The compact command rewrites and defragments all data and indexes in a collection, depending on what storage engine we have.
Differences between Storage – Engines (included in community edition)
COMMAND | MMAPV1 | WIREDTIGER |
COMPACT | On MMAPv1, compact defragments the collection’s data files and recreates its indexes. Unused disk space is not released to the system but instead retained for future data. | On WiredTiger, compact attempts to reduce the required storage space for data and indexes in a collection, releasing unneeded disk space to the operating system. |
COMPACT | Compact requires up to 2 gigabytes of additional disk space to run on MMAPv1 databases. | Compact does not require any additional disk space to run on WiredTiger databases |
COMPACT | If you wish to reclaim disk space from an MMAPv1 database, you should perform an initial sync. | – |
Considerations:
- Always have an up-to-date backup before performing server maintenance such as the compact operation.
- Compact only blocks operations for the database it is currently operating on. Only use compact during scheduled maintenance periods.
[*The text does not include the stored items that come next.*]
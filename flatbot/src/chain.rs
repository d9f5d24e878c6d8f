//! # Handler chain
//!
//! Runs a sequence of handlers over each inbound message. All before() run in
//! order (any false stops the chain); then handle() runs until one returns Stop.

use flatbot_core::{Handler, HandlerResponse, Message, Result};
use std::sync::Arc;
use tracing::{debug, info};

#[derive(Clone)]
pub struct HandlerChain {
    handlers: Vec<Arc<dyn Handler>>,
}

impl HandlerChain {
    /// Creates an empty chain.
    pub fn new() -> Self {
        Self {
            handlers: Vec::new(),
        }
    }

    /// Appends a handler.
    pub fn add_handler(mut self, handler: Arc<dyn Handler>) -> Self {
        self.handlers.push(handler);
        self
    }

    /// Runs all before() in order, then handle() until Stop.
    pub async fn handle(&self, message: &Message) -> Result<HandlerResponse> {
        debug!(
            chat_id = message.chat.id,
            message_id = %message.id,
            "handler chain started"
        );

        for h in &self.handlers {
            if !h.before(message).await? {
                info!(chat_id = message.chat.id, "chain stopped in before phase");
                return Ok(HandlerResponse::Stop);
            }
        }

        for h in &self.handlers {
            if h.handle(message).await? == HandlerResponse::Stop {
                debug!(chat_id = message.chat.id, "chain stopped by handler");
                return Ok(HandlerResponse::Stop);
            }
        }

        Ok(HandlerResponse::Continue)
    }
}

impl Default for HandlerChain {
    fn default() -> Self {
        Self::new()
    }
}

// Unit/integration tests live in tests/chain_test.rs
//! Storage crate: the delivery ledger and its key-value persistence.
//!
//! ## Modules
//!
//! - [`error`] – Storage error types
//! - [`kv`] – KeyValueStore trait
//! - [`memory_store`] – InMemoryStore (tests, ephemeral runs)
//! - [`sqlite_store`] – SqliteStore (production, SQLite via sqlx)
//! - [`models`] – EntryCategory, UserLedger
//! - [`ledger`] – DeliveryLedger

mod error;
mod kv;
mod ledger;
mod memory_store;
mod models;
mod sqlite_store;

pub use error::StorageError;
pub use kv::KeyValueStore;
pub use ledger::DeliveryLedger;
pub use memory_store::InMemoryStore;
pub use models::{EntryCategory, UserLedger};
pub use sqlite_store::SqliteStore;
use thiserror::Error;

#[derive(Error, Debug)]
pub enum StorageError {
    #[error("Database error: {0}")]
    Database(String),

    #[error("Serialization error: {0}")]
    Serialization(String),
}

impl From<sqlx::Error> for StorageError {
    fn from(e: sqlx::Error) -> Self {
        StorageError::Database(e.to_string())
    }
}

impl From<serde_json::Error> for StorageError {
    fn from(e: serde_json::Error) -> Self {
        StorageError::Serialization(e.to_string())
    }
}
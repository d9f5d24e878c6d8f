//! Mock implementation of [`flatbot::Bot`] for integration tests.
//!
//! Records every send and delete so tests can assert on traffic without
//! hitting Telegram; failure modes (unreachable chat, rejected payloads,
//! missing or undeletable messages) are scripted per test.

use async_trait::async_trait;
use flatbot::{Bot, Chat, PlatformError};
use std::collections::HashSet;
use std::sync::atomic::{AtomicUsize, Ordering};
use std::sync::Mutex;

/// One recorded `send_message` / `send_message_with_keyboard` call.
#[derive(Debug, Clone, PartialEq, Eq)]
pub struct SentRecord {
    pub chat_id: i64,
    pub message_id: String,
    pub text: String,
    pub with_keyboard: bool,
}

/// Mock Bot with sequential message ids starting at "1".
#[derive(Default)]
pub struct MockBot {
    next_id: AtomicUsize,
    sent: Mutex<Vec<SentRecord>>,
    deleted: Mutex<Vec<String>>,
    /// Sends fail with ChatUnreachable once this many have succeeded.
    unreachable_after: Mutex<Option<usize>>,
    reject_texts: Mutex<HashSet<String>>,
    missing_messages: Mutex<HashSet<String>>,
    undeletable_messages: Mutex<HashSet<String>>,
}

#[allow(dead_code)] // not every test binary uses every helper
impl MockBot {
    pub fn new() -> Self {
        Self::default()
    }

    /// Every send (and delete) from now on fails with ChatUnreachable.
    pub fn set_unreachable(&self) {
        *self.unreachable_after.lock().unwrap() = Some(0);
    }

    /// Sends succeed until `count` have gone out, then the chat turns
    /// unreachable.
    pub fn set_unreachable_after(&self, count: usize) {
        *self.unreachable_after.lock().unwrap() = Some(count);
    }

    /// Sending this exact text fails with a transient rejection.
    pub fn reject_text(&self, text: &str) {
        self.reject_texts.lock().unwrap().insert(text.to_string());
    }

    /// Deleting this message id reports the message as already gone.
    pub fn mark_missing(&self, message_id: &str) {
        self.missing_messages
            .lock()
            .unwrap()
            .insert(message_id.to_string());
    }

    /// Deleting this message id fails permanently.
    pub fn mark_undeletable(&self, message_id: &str) {
        self.undeletable_messages
            .lock()
            .unwrap()
            .insert(message_id.to_string());
    }

    pub fn sent_records(&self) -> Vec<SentRecord> {
        self.sent.lock().unwrap().clone()
    }

    pub fn sent_texts(&self) -> Vec<String> {
        self.sent_records().into_iter().map(|r| r.text).collect()
    }

    pub fn deleted_ids(&self) -> Vec<String> {
        self.deleted.lock().unwrap().clone()
    }

    fn chat_reachable(&self) -> bool {
        match *self.unreachable_after.lock().unwrap() {
            Some(limit) => self.sent.lock().unwrap().len() < limit,
            None => true,
        }
    }

    fn record_send(
        &self,
        chat: &Chat,
        text: &str,
        with_keyboard: bool,
    ) -> Result<String, PlatformError> {
        if !self.chat_reachable() {
            return Err(PlatformError::ChatUnreachable("bot was blocked".to_string()));
        }
        if self.reject_texts.lock().unwrap().contains(text) {
            return Err(PlatformError::Rejected("bad request".to_string()));
        }

        let message_id = (self.next_id.fetch_add(1, Ordering::SeqCst) + 1).to_string();
        self.sent.lock().unwrap().push(SentRecord {
            chat_id: chat.id,
            message_id: message_id.clone(),
            text: text.to_string(),
            with_keyboard,
        });
        Ok(message_id)
    }
}

#[async_trait]
impl Bot for MockBot {
    async fn send_message(&self, chat: &Chat, text: &str) -> Result<String, PlatformError> {
        self.record_send(chat, text, false)
    }

    async fn send_message_with_keyboard(
        &self,
        chat: &Chat,
        text: &str,
        _buttons: &[String],
    ) -> Result<String, PlatformError> {
        self.record_send(chat, text, true)
    }

    async fn delete_message(&self, _chat: &Chat, message_id: &str) -> Result<(), PlatformError> {
        if !self.chat_reachable() {
            return Err(PlatformError::ChatUnreachable("bot was blocked".to_string()));
        }
        if self.undeletable_messages.lock().unwrap().contains(message_id) {
            return Err(PlatformError::MessageNotDeletable(
                "message can't be deleted".to_string(),
            ));
        }
        if self.missing_messages.lock().unwrap().contains(message_id) {
            return Err(PlatformError::MessageNotFound(
                "message to delete not found".to_string(),
            ));
        }

        self.deleted.lock().unwrap().push(message_id.to_string());
        Ok(())
    }
}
- Compact command do not replicate to secondaries in a ReplicaSet
- Compact each member separately
- Ideally run compact on a secondary, this command forces to enter en recovering state
- Shared Clusters
- Compact only applies to a mongod instance, In a shared environment, run compact on each shard separately as a maintenance operation.
- Index Building
- mongod rebuilds all indexes in parallel following the compact operation
- I recommend applying the compact operation if the result of the next formula is greater than 15%
- 100% – (Data + Indexes) / storage > 15%
- On databases larger than a few gigs can take a while to complete
Compacting and Compressing are two different things, please don´t confuse. These two concepts are totally different in MongoDB.